Letto «Liberazione» sul trionfo di Luxuria in tv?
«Titolo e foto di prima pagina. Gli articoli non ce l’ho fatta».
Giudizio?
«Potrei essere categorico e definirla una schifezza, ma preferisco articolare il ragionamento».
Articoliamo.
«Se il giornale di Rifondazione dà tanto rilievo a Luxuria, si capisce uno dei motivi principali per cui il partito alle ultime elezioni è andato in barca ed è rimasto fuori dal Parlamento».
Cioè?
«Ha perso i contatti con la realtà, con il suo elettorato e quello che dovrebbe essere il suo popolo. Nel Paese ci sono cose molto più gravi di cui dovrebbe occuparsi il giornale di un partito come Rifondazione. Da lavoratore, penso a chi perde il posto e non sa se riuscirà a trovarne un altro. C’è gente che non sa come mettere insieme il pranzo con la cena, e non per modo di dire».
Invece?
«Invece il partito, anche prima del voto, ha puntato tutto sulle battaglie degli omosessuali, della fecondazione assistita, di quelli come Luxuria. Hanno messo in discussione l’eterosessualità come cosa naturale, hanno detto che è stata imposta dal sistema, dalle convenzioni sociali, dalla Chiesa o chissà che altro, tutti temi che non vedo cos’hanno a che fare con i lavoratori e la gente normale. Queer, l’inserto domenicale di Liberazione, a volte era una cosa vergognosa, non interessava a nessuno. Per tanti elettori di Rifondazione è difficile comprendere perché abbiano preso questa deriva, lo dico sinceramente».

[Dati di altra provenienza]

//! Wallet-decoded transaction types.
//!
//! These mirror what the wallet's decode call returns. They are produced by
//! the wallet, consumed by the translator, and never mutated in between.

use serde::{Deserialize, Serialize};
use std::collections::HashMap;
use std::fmt;

use crate::codec::{hex_bytes, Hash};

// ---------------------------------------------------------------------------
// Tree
// ---------------------------------------------------------------------------

/// Which transaction tree an outpoint lives in.
///
/// Regular transfers spend from the regular tree; outputs created by
/// tickets, votes and revocations live in the stake tree.
#[derive(Debug, Clone, Copy, PartialEq, Eq, Hash, Default, Serialize, Deserialize)]
#[serde(try_from = "u8", into = "u8")]
pub enum Tree {
    #[default]
    Regular,
    Stake,
}

impl Tree {
    pub fn as_u8(self) -> u8 {
        match self {
            Tree::Regular => 0,
            Tree::Stake => 1,
        }
    }
}

impl TryFrom<u8> for Tree {
    type Error = String;

    fn try_from(value: u8) -> Result<Self, Self::Error> {
        match value {
            0 => Ok(Tree::Regular),
            1 => Ok(Tree::Stake),
            other => Err(format!("unknown transaction tree {other}")),
        }
    }
}

impl From<Tree> for u8 {
    fn from(tree: Tree) -> Self {
        tree.as_u8()
    }
}

impl fmt::Display for Tree {
    fn fmt(&self, f: &mut fmt::Formatter<'_>) -> fmt::Result {
        match self {
            Tree::Regular => write!(f, "regular"),
            Tree::Stake => write!(f, "stake"),
        }
    }
}

// ---------------------------------------------------------------------------
// Inputs and outputs
// ---------------------------------------------------------------------------

/// One input of a decoded transaction.
#[derive(Debug, Clone, PartialEq, Eq, Serialize, Deserialize)]
pub struct TxInput {
    /// Hash of the transaction that created the spent output.
    pub prev_hash: Hash,
    /// Index of the spent output within `prev_hash`.
    pub prev_index: u32,
    /// Value of the spent output, in atoms.
    pub amount_in: u64,
    pub sequence: u32,
    /// Tree of the spent output, when the wallet reports it.
    #[serde(default)]
    pub tree: Option<Tree>,
    /// Signature script. Empty on transactions that still need signing.
    #[serde(default, with = "hex_bytes")]
    pub signature_script: Vec<u8>,
}

/// One output of a decoded transaction.
#[derive(Debug, Clone, PartialEq, Eq, Serialize, Deserialize)]
pub struct TxOutput {
    /// Value in atoms.
    pub value: u64,
    /// Addresses the script pays to. Empty for non-standard scripts and
    /// most data carriers; more than one for bare multisig.
    #[serde(default)]
    pub addresses: Vec<String>,
    #[serde(default)]
    pub script_version: u16,
    /// Position of this output in the transaction.
    pub index: u32,
    /// The output script (public key script).
    #[serde(with = "hex_bytes")]
    pub script: Vec<u8>,
}

impl TxOutput {
    /// The single address this output pays to, if it has exactly one.
    pub fn single_address(&self) -> Option<&str> {
        match self.addresses.as_slice() {
            [addr] => Some(addr.as_str()),
            _ => None,
        }
    }
}

// ---------------------------------------------------------------------------
// DecodedTransaction
// ---------------------------------------------------------------------------

/// A transaction as decoded by the wallet.
#[derive(Debug, Clone, PartialEq, Eq, Serialize, Deserialize)]
pub struct DecodedTransaction {
    pub hash: Hash,
    pub version: u32,
    pub lock_time: u32,
    pub expiry: u32,
    pub inputs: Vec<TxInput>,
    pub outputs: Vec<TxOutput>,
}

impl DecodedTransaction {
    /// Sum of all output values.
    pub fn total_out(&self) -> u64 {
        self.outputs.iter().map(|o| o.value).sum()
    }

    /// Indices of every output. Used when all outputs go back to the wallet,
    /// as in a ticket split transaction.
    pub fn all_output_indices(&self) -> std::collections::BTreeSet<u32> {
        self.outputs.iter().map(|o| o.index).collect()
    }
}

/// Previously-confirmed transactions keyed by hash, as the translator needs
/// them to resolve inputs.
pub type InputTransactions = HashMap<Hash, DecodedTransaction>;

/// Indexes decoded transactions by hash.
pub fn index_by_hash<I>(txs: I) -> InputTransactions
where
    I: IntoIterator<Item = DecodedTransaction>,
{
    txs.into_iter().map(|tx| (tx.hash, tx)).collect()
}

#[cfg(test)]
mod tests {
    use super::*;

    fn output(index: u32, addresses: &[&str]) -> TxOutput {
        TxOutput {
            value: 1_000,
            addresses: addresses.iter().map(|a| a.to_string()).collect(),
            script_version: 0,
            index,
            script: vec![0x76],
        }
    }

    #[test]
    fn tree_serializes_as_number() {
        assert_eq!(serde_json::to_string(&Tree::Stake).unwrap(), "1");
        assert_eq!(serde_json::from_str::<Tree>("0").unwrap(), Tree::Regular);
        assert!(serde_json::from_str::<Tree>("2").is_err());
    }

    #[test]
    fn single_address_requires_exactly_one() {
        assert_eq!(output(0, &["a"]).single_address(), Some("a"));
        assert_eq!(output(0, &[]).single_address(), None);
        assert_eq!(output(0, &["a", "b"]).single_address(), None);
    }

    #[test]
    fn decoded_transaction_from_json() {
        let hash = "4a5e1e4baab89f3a32518a88c31bc87f618f76673e2cc77ab2127b7afdeda33b";
        let json = format!(
            r#"{{
                "hash": "{hash}",
                "version": 1, "lock_time": 0, "expiry": 0,
                "inputs": [{{"prev_hash": "{hash}", "prev_index": 2,
                             "amount_in": 500, "sequence": 4294967295}}],
                "outputs": [{{"value": 400, "addresses": ["TsAddr"], "index": 0,
                              "script": "76a914"}}]
            }}"#
        );
        let tx: DecodedTransaction = serde_json::from_str(&json).unwrap();
        assert_eq!(tx.inputs[0].tree, None);
        assert!(tx.inputs[0].signature_script.is_empty());
        assert_eq!(tx.outputs[0].script, vec![0x76, 0xa9, 0x14]);
        assert_eq!(tx.total_out(), 400);

        let map = index_by_hash(vec![tx.clone()]);
        assert_eq!(map.get(&tx.hash), Some(&tx));
    }

    #[test]
    fn all_output_indices_covers_every_output() {
        let tx = DecodedTransaction {
            hash: Hash::default(),
            version: 1,
            lock_time: 0,
            expiry: 0,
            inputs: vec![],
            outputs: vec![output(0, &["a"]), output(1, &["b"]), output(2, &["c"])],
        };
        assert_eq!(tx.all_output_indices().into_iter().collect::<Vec<_>>(), vec![0, 1, 2]);
    }
}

Lei ha sempre votato Rifondazione?
«Tranne l’ultima volta che non ho proprio votato. Non me ne faccio un vanto, ma non mi sentivo più rappresentato da quel partito né da nessun altro».
Mai guardato «l’Isola dei famosi»?
«Da cassintegrato avrei anche avuto anche il tempo... Ma non mi piacciono i reality che vanno tanto di moda, non li sento vicini al mio modo di vedere le cose e di essere».
Non è stato spettatore delle performance di Luxuria?
«Uno come lui - o lei, non so come definirlo - che ha sempre contestato il sistema, non ha fatto altro che equipararsi al sistema. Avrà ritenuto di utilizzare quel mezzo per portare in primo piano la situazione di chi come lui appartiene a un altro genere. Ma non la trovo una cosa positiva dal mio punto di vista di militante comunista».
Luxuria eroe della sinistra: le piace?
«È un fatto politicamente tragico. Vuol dire che siamo purtroppo alla frutta. Non abbiamo altre carte in mano, forse ne sono consapevoli e si sono giocati questa. Però credo che qualcuno dovrebbe dirgli: bravi, avete giocato quella carta, in questo momento avete visibilità, ma così non andate da nessuna parte».
In fabbrica avete mai parlato dell’«Isola dei famosi»?
«In fabbrica purtroppo le possibilità di discussione con i colleghi non sono molte. Ognuno pensa per sé, non c’è più il clima di una volta. Adesso che siamo travolti dalla crisi si discute soltanto sulle problematiche quotidiane, come riuscire ad andare avanti. Ci si vede con i lavoratori una volta al mese in assemblea, si pensa a uscirne al meglio e basta. Di Luxuria ci interessa proprio niente».